Manusia berilmu namun jauh nilai-nilai iman, niscaya hanya akan melahirkan manusia-manusia rakus, bebas, buas, beringas, ganas bahkan jauh lebih ganas dari binatang buas, sebab yang memotivasi dalam dirinya adalah sifat kebintangan. Essensinya “Survival of the fittes, kata Charles Darwin, yang kuatlah yang bisa bertahan. Konsekwensinya, di sini akan lahir Tsa’labah-Tsa’labah bergaya tupai, yang siap membantai, Qarun-Qarun bersiasat musang, siap menyerang, Namrudz-Namrudz berjurus tikus, siap me-ringkus, bahkan akan lahir Fir’aun-Fir’aun berair mata buaya, pandai berpura-pura, gayanya bak profesor padahal dia biangnya provokator, dan gayanya bak proklamator padahal biangnya koruptor. Na’udubillahi min Dzalik.
Oleh karena itu, di dalam mengisi pembangunan ini, ternyata kita bukan saja dituntut mencetak teknokrat-teknokrat brilian, politikus-politikus cerdas, tapi kita pun dituntut mencetak orang-orang benar, insan-insan beriman serta individu-individu berbudi luhur, dan berakhlak mulia. Syauky dalam sya’irnya mengatakan:
انما الامم الاخلاق مابقيت * فان هموا ذهبت اخلاقهم ذهبوا
“Sesungguhnya bangsa-bangsa akan jaya, bangsa-bangsa akan berdiri, bangsa-bangsa akan maju, jika ditopang dengan akhlak. Tapi  suatu bangsa akan hancur tersungkur, rusak binasa jika  bangsanya tidak berakhlak mulia”.
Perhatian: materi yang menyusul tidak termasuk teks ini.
use std::fmt::Display;

use chrono::{NaiveDate, Utc};
use serde::{Deserialize, Serialize};

//--------------------------------------     DataSourceTag     --------------------------------------------------------
#[derive(Debug, Clone, Copy, PartialEq, Eq, Hash, Serialize, Deserialize)]
#[serde(rename_all = "lowercase")]
pub enum DataSourceTag {
    RentCast,
    Attom,
    PropApis,
    Mock,
}

impl DataSourceTag {
    pub fn as_str(&self) -> &'static str {
        match self {
            DataSourceTag::RentCast => "rentcast",
            DataSourceTag::Attom => "attom",
            DataSourceTag::PropApis => "propapis",
            DataSourceTag::Mock => "mock",
        }
    }
}

impl Display for DataSourceTag {
    fn fmt(&self, f: &mut std::fmt::Formatter<'_>) -> std::fmt::Result {
        f.write_str(self.as_str())
    }
}

//--------------------------------------         County        --------------------------------------------------------
#[derive(Debug, Clone, Copy, PartialEq, Eq, Default, Serialize, Deserialize)]
pub enum County {
    Suffolk,
    Nassau,
    #[default]
    Unknown,
}

impl County {
    /// Maps a free-text county name onto the supported set using a case-insensitive substring match.
    pub fn from_name(name: Option<&str>) -> Self {
        let Some(name) = name else {
            return County::Unknown;
        };
        let lower = name.to_lowercase();
        if lower.contains("suffolk") {
            County::Suffolk
        } else if lower.contains("nassau") {
            County::Nassau
        } else {
            County::Unknown
        }
    }
}

impl Display for County {
    fn fmt(&self, f: &mut std::fmt::Formatter<'_>) -> std::fmt::Result {
        match self {
            County::Suffolk => write!(f, "Suffolk"),
            County::Nassau => write!(f, "Nassau"),
            County::Unknown => write!(f, "Unknown"),
        }
    }
}

//--------------------------------------     PropertyLookup    --------------------------------------------------------
#[derive(Debug, Clone, PartialEq, Serialize, Deserialize)]
pub struct PropertyLookup {
    pub lat: f64,
    pub lng: f64,
    pub formatted_address: String,
}

impl PropertyLookup {
    pub fn new<S: Into<String>>(lat: f64, lng: f64, formatted_address: S) -> Self {
        Self { lat, lng, formatted_address: formatted_address.into() }
    }
}

//--------------------------------------     PropertyFacts     --------------------------------------------------------
/// Subject-property facts, normalised across providers. Every field is optional since no provider fills all of them.
#[derive(Debug, Clone, Default, PartialEq, Serialize, Deserialize)]
pub struct PropertyFacts {
    #[serde(skip_serializing_if = "Option::is_none")]
    pub assessed_value: Option<i64>,
    #[serde(skip_serializing_if = "Option::is_none")]
    pub assessment_year: Option<i32>,
    #[serde(skip_serializing_if = "Option::is_none")]
    pub parcel_id: Option<String>,
    #[serde(skip_serializing_if = "Option::is_none")]
    pub beds: Option<i32>,
    #[serde(skip_serializing_if = "Option::is_none")]
    pub baths: Option<f64>,
    #[serde(skip_serializing_if = "Option::is_none")]
    pub sqft: Option<i64>,
    #[serde(skip_serializing_if = "Option::is_none")]
    pub year_built: Option<i32>,
    #[serde(default)]
    pub county: County,
}

//--------------------------------------     ComparableSale    --------------------------------------------------------
#[derive(Debug, Clone, PartialEq, Serialize, Deserialize)]
pub struct ComparableSale {
    pub address: String,
    pub sale_price: i64,
    pub sold_date: NaiveDate,
    #[serde(skip_serializing_if = "Option::is_none")]
    pub beds: Option<i32>,
    #[serde(skip_serializing_if = "Option::is_none")]
    pub baths: Option<f64>,
    #[serde(skip_serializing_if = "Option::is_none")]
    pub sqft: Option<i64>,
    #[serde(skip_serializing_if = "Option::is_none")]
    pub distance_miles: Option<f64>,
    #[serde(skip_serializing_if = "Option::is_none")]
    pub similarity_score: Option<f64>,
    pub source: DataSourceTag,
}

impl ComparableSale {
    pub fn new<S: Into<String>>(address: S, sale_price: i64, sold_date: NaiveDate, source: DataSourceTag) -> Self {
        Self {
            address: address.into(),
            sale_price,
            sold_date,
            beds: None,
            baths: None,
            sqft: None,
            distance_miles: None,
            similarity_score: None,
            source,
        }
    }

    pub fn with_distance(mut self, miles: f64) -> Self {
        self.distance_miles = Some(miles);
        self
    }

    pub fn with_similarity(mut self, score: f64) -> Self {
        self.similarity_score = Some(score);
        self
    }

    pub fn with_layout(mut self, beds: i32, baths: f64, sqft: i64) -> Self {
        self.beds = Some(beds);
        self.baths = Some(baths);
        self.sqft = Some(sqft);
        self
    }
}

//--------------------------------------    DataSourceResult   --------------------------------------------------------
#[derive(Debug, Clone, PartialEq, Serialize, Deserialize)]
pub struct DataSourceResult {
    pub property: PropertyFacts,
    pub comps: Vec<ComparableSale>,
    pub source: DataSourceTag,
}

//--------------------------------------  Normalisation helpers  ------------------------------------------------------

/// Providers report sale dates either as plain ISO dates or as full timestamps. Only the date part is kept.
/// Unreadable or missing dates are treated as today, which matches how the providers' own dashboards display them.
pub(crate) fn parse_sale_date(value: Option<&str>) -> NaiveDate {
    value
        .and_then(|s| s.get(..10))
        .and_then(|s| NaiveDate::parse_from_str(s, "%Y-%m-%d").ok())
        .unwrap_or_else(|| Utc::now().date_naive())
}

/// Converts a provider's numeric sale price into whole dollars. Missing or non-positive prices yield `None` and the
/// comp is dropped, since it cannot serve as an appraisal reference.
pub(crate) fn whole_dollars(value: Option<f64>) -> Option<i64> {
    value.filter(|v| v.is_finite() && *v > 0.0).map(|v| v.round() as i64)
}

pub(crate) fn rounded(value: Option<f64>) -> Option<i64> {
    value.filter(|v| v.is_finite()).map(|v| v.round() as i64)
}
Maka sebagai realisasainya, kita harus melakukan lima olah secara simultan, yakni: olah rasa supaya iman melekat, olah rasio supaya ilmu meningkat, olah raga supa-ya badan sehat, olah usaha supaya ekonomi meningkat, dan olah kecantikan supaya wajah tetap mengkilat.  Amin.
Hadirin, apabila sikap ini yang kita aplikasikan dalam kehidupan, Allah menjanjikan ampunan serta pahala yang besar. Sebagaimana dalam Surat al-Maidah[5]: 9
وَعَدَ اللَّهُ الَّذِينَ ءَامَنُوا وَعَمِلُوا الصَّالِحَاتِ لَهُمْ مَغْفِرَةٌ وَأَجْرٌ عَظِيمٌ
“Allah telah berjanji kepada orang yang beriman dan bera-mal kebaikan, bagi mereka ampunan dan pahala berlimpahan”. (QS. al-Maidah: 9)
Demikian hadirin, jika kita berilmu amaliah, beramal ilmiah, serta beriman bi-Tauhidullah merupakan amal shaleh yang dibalas Allah berupa ampunan serta pahala kebaikan, baik di dunia maupun kelak di akhirat. Amiin Yaa Robbal Alamin.
Dengan demikian dari uraian ini dapat disimpulkan, bahwa Manusia  menurut konsep Islam  merupakan insan pembelajar yang harus membaca ayat-ayat Allah. Oleh karena itu, Hiasi hidup dengan al-Qur’an agar terarah; Hiasi hidup dengan teknologi agar mudah; Dan hiasi hidup dengan cinta agar indah. Jika hal itu yang kita aplikasikan, semoga bangsa kita akan sanggup bersaing sejajar dengan bangsa-bangsa yang sudah maju. Harapan kita semoga Allah mengangkat derajat kita dan bangsa kita. Amin.